Using administrative data healthcare databases from five Canadian provinces, we compared prevalence estimates of diagnosed osteoporosis and incidence rates for related fractures in Canada. The algorithms adopted showed consistent age and sex patterns across all provinces and will be suitable for national surveillance and monitoring.


This study aims to evaluate the feasibility of using provincial population-based administrative data to develop a national surveillance system of diagnosed osteoporosis and related fractures (forearm, humerus, vertebra, pelvis, and hip) in Canada.

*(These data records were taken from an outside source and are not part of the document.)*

mod auth;
mod calendar;
mod log;

pub use auth::{AuthCommands, AuthCredentialArgs, AuthSetApiKeyArgs};
pub use calendar::{CalendarCommands, CalendarMonthArgs};
pub use log::{LogCheckArgs, LogCommands, LogCountArgs, LogRecordArgs};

Linked healthcare databases from five provinces representing approximately 85 % of the Canadian population were used. Multiple algorithms combining hospitalizations, physician visits, and osteoporosis prescription drug dispensations were evaluated in each province. The adopted algorithms for diagnosed osteoporosis and incident fractures combined hospitalizations and physician visits based on 3 years and 1 year of data, respectively. Sex-specific age-standardized osteoporosis prevalence and fracture incidence rates were estimated for each province from 1995/1996 to 2007/2008.


Age-standardized prevalence of diagnosed osteoporosis in those ≥50 years increased over the study period but stabilized in the most recent years. Using the adopted algorithm produced provincial estimates ranging from 5.6 to 10.5 % for 2007/2008, with consistent age and sex patterns across provinces. The use of osteoporosis drug data resulted in higher osteoporosis estimates compared with estimates without drug data. Age-standardized incidence of fractures in those ≥40 years showed similar age and sex patterns across all provinces. The highest level of agreement among provinces was for hip and humerus fracture rates, with wider provincial variation for forearm, vertebra, and pelvis fractures.


Our results are consistent with previous validation works and confirm that the algorithms adopted will be suitable for the national monitoring of diagnosed osteoporosis and related fractures. A similar approach may be applicable to other countries with high-quality administrative data.